Sneaking suspicion: Mandelbaum Barrett expert thinks AI could herald new wave of cybercrime

It might have been as recently as yesterday that a too-obvious typo- and grammatical error-filled scam email weaseled into your inbox. Someday soon, they might be missed.

Mistake-laden text has been one of the first tipoffs to a suspicious email that should be flagged or ignored. But cybercriminals are planning on going way beyond the spellcheck going forward, according to cybersecurity experts.

Steven W. Teppler, a cybersecurity legal chief at Mandelbaum Barrett P.C. who leads his firm’s cybersecurity and privacy practice, said natural language processing tools such as ChatGPT are eliminating some of the “tells” apparent in hackers’ age-old attempts to impersonate and scam the unwary.

“If, all of a sudden they started misspelling or using non-American-style English words, like colour instead of color, that would give it away,” he said. “But, for threat actors who have been engaged in phishing campaigns, (ChatGPT) permits them to have much better use of English than they would otherwise.”

Emerging artificial intelligence-driven platforms also give hackers the potential of replicating audio and even video recordings.
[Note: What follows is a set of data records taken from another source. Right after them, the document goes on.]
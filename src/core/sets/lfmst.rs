//! Lock-free multiway search tree.
//!
//! A stack of linked levels of B-tree-style nodes. Each node is nothing
//! but a pointer to an immutable Contents block (sorted keys, child
//! pointers for non-leaf levels, and a `link` to the right sibling at the
//! same level); every mutation builds a fresh Contents and swings the
//! node's pointer with a single CAS. Deleted keys leave nodes behind with
//! shrinking Contents; searches skip the empties by following `link`
//! ("push right") and tidy stale child pointers as they pass
//! (good-samaritan cleanup). Insertions pick a geometric random height;
//! the common case is a one-CAS insert at the leaf level, taller inserts
//! split one node per level and patch the level above.
//!
//! # Safety
//! Node and HeadNode objects expose only an atomic pointer (plus plain
//! fields read behind validation), and no object of any class is handed
//! back to the allocator before the tree drops, so pointer loads are
//! always safe. Contents, Keys and Children blocks are immutable while
//! reachable: they are dereferenced only under a published hazard that
//! was revalidated against the owning node's Contents pointer, which
//! proves the block had not been displaced (and therefore could not have
//! been recycled) when the hazard took effect. Working copies of their
//! fields travel in `Snapshot` values so helpers never re-dereference a
//! block whose protection might have lapsed.

#![allow(unsafe_code)]
#![deny(unsafe_op_in_unsafe_fn)]

use crate::core::reclaim::HazardManager;
use crate::core::sets::{ConcurrentSet, KeyHash};
use crate::core::thread::ThreadContext;
use crossbeam::utils::CachePadded;
use rand::RngCore;
use std::cell::UnsafeCell;
use std::cmp::Ordering as KeyOrdering;
use std::collections::HashSet;
use std::marker::PhantomData;
use std::ptr;
use std::sync::atomic::{AtomicPtr, AtomicU32, Ordering};

/// First hazard slot used for per-level saved search results; slots
/// `0..=5` belong to the descent and the cleanup helpers.
const FIRST: usize = 6;
/// Maximum insertion height above the leaf level.
const MAX_HEIGHT: usize = 8;
const SLOTS: usize = FIRST + MAX_HEIGHT + 1;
Teppler said one can find examples of this in the “deepfakes” that have recently circulated of figures such as former President Barack Obama being imitated with tech trickery.
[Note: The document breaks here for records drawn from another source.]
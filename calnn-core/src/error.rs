//! Error types for calnn-core.

use thiserror::Error;

/// Result type alias for calnn operations.
pub type Result<T> = std::result::Result<T, Error>;

/// Core error types for calnn operations.
///
/// The clustering pass itself never fails; these variants cover
/// configuration that cannot describe a meaningful pass.
#[derive(Error, Debug, Clone, PartialEq)]
pub enum Error {
    /// Minimum cluster value is NaN or infinite.
    #[error("invalid minimum cluster value: {0}")]
    InvalidMinValue(f64),

    /// Grid segmentation without any layer.
    #[error("grid segmentation needs at least one layer")]
    NoLayers,
}

#[cfg(test)]
mod tests {
    use super::*;

    #[test]
    fn test_error_messages() {
        assert_eq!(
            Error::InvalidMinValue(f64::INFINITY).to_string(),
            "invalid minimum cluster value: inf"
        );
        assert_eq!(
            Error::NoLayers.to_string(),
            "grid segmentation needs at least one layer"
        );
    }
}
Those realistic sound and visual recordings could be utilized — and, in some cases, Teppler expects, have already — to get employees, clients and vendors to inadvertently participate in fraud schemes.
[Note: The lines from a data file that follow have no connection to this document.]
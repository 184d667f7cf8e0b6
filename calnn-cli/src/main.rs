//! calnn: command-line driver for nearest-neighbor calorimeter clustering.
//!
//! Reads hit events from JSON, clusters each event, and reports the
//! clusters and residual hits as JSON.
#![allow(
    clippy::uninlined_format_args,
    clippy::cast_precision_loss,
    clippy::needless_pass_by_value
)]

use std::fs::File;
use std::io::{BufReader, BufWriter, Write};
use std::path::{Path, PathBuf};
use std::time::Instant;

use calnn_algorithms::{cluster_events, EventClusters, NnClustering};
use calnn_core::{
    hit_map, CalHit, CellId, ClusteringStatistics, GridNeighbors, Hit, HitMap, LinearNeighbors,
    NeighborProvider, NeighborWindow, NnConfig,
};
use clap::{Parser, Subcommand, ValueEnum};
use log::{debug, info};
use serde::{Deserialize, Serialize};
use thiserror::Error;

/// Result type for CLI operations.
type Result<T> = std::result::Result<T, CliError>;

/// CLI error types.
#[derive(Error, Debug)]
enum CliError {
    #[error("I/O error: {0}")]
    Io(#[from] std::io::Error),

    #[error("JSON error: {0}")]
    Json(#[from] serde_json::Error),

    #[error("Core error: {0}")]
    Core(#[from] calnn_core::Error),
}

/// Detector segmentation used for neighbor lookup.
#[derive(Debug, Clone, Copy, ValueEnum)]
enum Geometry {
    /// Consecutively numbered strip of cells
    Linear,
    /// Layered cartesian grid (layer << 32 | u << 16 | v)
    Grid,
}

/// Nearest-neighbor clustering of calorimeter hits.
#[derive(Parser)]
#[command(name = "calnn")]
#[command(author, version, about, long_about = None)]
struct Cli {
    #[command(subcommand)]
    command: Commands,
}

#[derive(Subcommand)]
enum Commands {
    /// Cluster every event of a JSON hit file
    Cluster {
        /// Input JSON file
        input: PathBuf,

        /// Output file path (stdout if omitted)
        #[arg(short, long)]
        output: Option<PathBuf>,

        /// Minimum summed value of a kept cluster
        #[arg(long, default_value = "0.0", allow_negative_numbers = true)]
        min_value: f64,

        /// Neighbor reach across layers
        #[arg(long, default_value = "1")]
        delta_layer: u32,

        /// Neighbor reach along u
        #[arg(long, default_value = "1")]
        delta_u: u32,

        /// Neighbor reach along v
        #[arg(long, default_value = "1")]
        delta_v: u32,

        /// Cell id segmentation
        #[arg(short, long, value_enum, default_value = "linear")]
        geometry: Geometry,

        /// Number of layers for the grid segmentation
        #[arg(long, default_value = "64")]
        layers: u32,

        /// Verbose output
        #[arg(short, long)]
        verbose: bool,
    },

    /// Show information about a JSON hit file
    Info {
        /// Input JSON file
        input: PathBuf,
    },
}

/// Input document: a list of independent events.
#[derive(Debug, Serialize, Deserialize)]
struct EventFile {
    events: Vec<EventRecord>,
}

#[derive(Debug, Serialize, Deserialize)]
struct EventRecord {
    hits: Vec<CalHit>,
}

#[derive(Debug, Serialize)]
struct Report {
    clusterer: String,
    config: NnConfig,
    events: Vec<EventReport>,
}

#[derive(Debug, Serialize)]
struct EventReport {
    index: usize,
    clusters: Vec<ClusterReport>,
    residual: Vec<CellId>,
    statistics: ClusteringStatistics,
}

#[derive(Debug, Serialize)]
struct ClusterReport {
    value: f64,
    size: usize,
    highest: Option<CellId>,
    cells: Vec<CellId>,
}

fn load_events(path: &Path) -> Result<Vec<HitMap<CalHit>>> {
    let reader = BufReader::new(File::open(path)?);
    let file: EventFile = serde_json::from_reader(reader)?;
    Ok(file
        .events
        .into_iter()
        .map(|event| hit_map(event.hits))
        .collect())
}

fn neighbor_provider(geometry: Geometry, layers: u32) -> Result<Box<dyn NeighborProvider>> {
    Ok(match geometry {
        Geometry::Linear => Box::new(LinearNeighbors),
        Geometry::Grid => Box::new(GridNeighbors::new(layers)?),
    })
}

fn event_report(
    index: usize,
    result: EventClusters<CalHit>,
    residual: &HitMap<CalHit>,
) -> EventReport {
    let clusters = result
        .clusters
        .iter()
        .map(|cluster| ClusterReport {
            value: cluster.value(),
            size: cluster.len(),
            highest: cluster.highest().map(|cell| cell.id()),
            cells: cluster.hits().iter().map(Hit::cell_id).collect(),
        })
        .collect();
    let mut residual: Vec<CellId> = residual.keys().copied().collect();
    residual.sort_unstable();

    EventReport {
        index,
        clusters,
        residual,
        statistics: result.statistics,
    }
}

fn cluster_file(
    input: &Path,
    config: &NnConfig,
    neighbors: &dyn NeighborProvider,
) -> Result<Report> {
    let mut events = load_events(input)?;
    info!("loaded {} events from {}", events.len(), input.display());

    let results = cluster_events(&mut events, neighbors, config)?;
    let reports = results
        .into_iter()
        .zip(&events)
        .enumerate()
        .map(|(index, (result, residual))| event_report(index, result, residual))
        .collect();

    Ok(Report {
        clusterer: NnClustering::new(*config).to_string(),
        config: *config,
        events: reports,
    })
}

fn write_report(report: &Report, output: Option<&Path>) -> Result<()> {
    match output {
        Some(path) => {
            let mut writer = BufWriter::new(File::create(path)?);
            serde_json::to_writer_pretty(&mut writer, report)?;
            writer.flush()?;
        }
        None => {
            let stdout = std::io::stdout();
            let mut writer = stdout.lock();
            serde_json::to_writer_pretty(&mut writer, report)?;
            writeln!(writer)?;
        }
    }
    Ok(())
}

fn init_logging(verbose: bool) {
    let level = if verbose { "debug" } else { "warn" };
    env_logger::Builder::from_env(env_logger::Env::default().default_filter_or(level)).init();
}

fn main() -> Result<()> {
    let cli = Cli::parse();

    match cli.command {
        Commands::Cluster {
            input,
            output,
            min_value,
            delta_layer,
            delta_u,
            delta_v,
            geometry,
            layers,
            verbose,
        } => {
            init_logging(verbose);

            let config = NnConfig::new()
                .with_min_value(min_value)
                .with_window(NeighborWindow::new(delta_layer, delta_u, delta_v));
            debug!("geometry: {:?}, config: {:?}", geometry, config);

            let neighbors = neighbor_provider(geometry, layers)?;
            let start = Instant::now();
            let report = cluster_file(&input, &config, neighbors.as_ref())?;

            let clusters: usize = report.events.iter().map(|e| e.clusters.len()).sum();
            info!(
                "{} clusters in {} events ({:.2?})",
                clusters,
                report.events.len(),
                start.elapsed()
            );

            write_report(&report, output.as_deref())?;
        }
        Commands::Info { input } => {
            init_logging(false);

            let events = load_events(&input)?;
            let hits: usize = events.iter().map(|event| event.len()).sum();
            let energy: f64 = events
                .iter()
                .flat_map(|event| event.values())
                .map(Hit::value)
                .sum();

            println!("File: {}", input.display());
            println!("Events: {}", events.len());
            println!("Hits: {}", hits);
            println!("Total energy: {:.4}", energy);
            if !events.is_empty() {
                println!("Mean hits/event: {:.2}", hits as f64 / events.len() as f64);
            }
        }
    }

    Ok(())
}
“Between the audio, video and chat options, you have this toxic mix of potential criminal access and ways to defraud people,” he said, adding that it was “manipulation of perceived reality — and that’s incredibly difficult to detect and prevent.”

It wouldn’t be a stretch. Attacks involving some cybercriminal impersonating, in a sophisticated way, a finance or accounting executive to dupe lower level employees are already regularly happening. Advanced AI tools just allow for more of the same calamity to ensue.

And, after all that, Teppler dryly adds: Now for the bad news.

A tool such as ChatGPT, which was developed by research outfit OpenAI and released only late last year, is new enough that its full impact on the cybersecurity landscape likely hasn’t been felt yet — or even detected.
“This is really only a few months old,” Teppler said. “We won’t know whether the attacks from this have been reported yet. I expect we’ll be finding out about a slew of these in the coming months.”

As for exactly how these platforms might be utilized, it’s a wait-and-see approach for those who handle clients’ cybersecurity concerns.

Teppler is advising vigilance. More than the normal amount.

“Because, right now, there’s very little in terms of gatekeeping for this technology,” he said. “The technology is racing away way too fast for anyone to manage, despite what might be said about filters for this activity or whatever. It’s the wild, wild West.”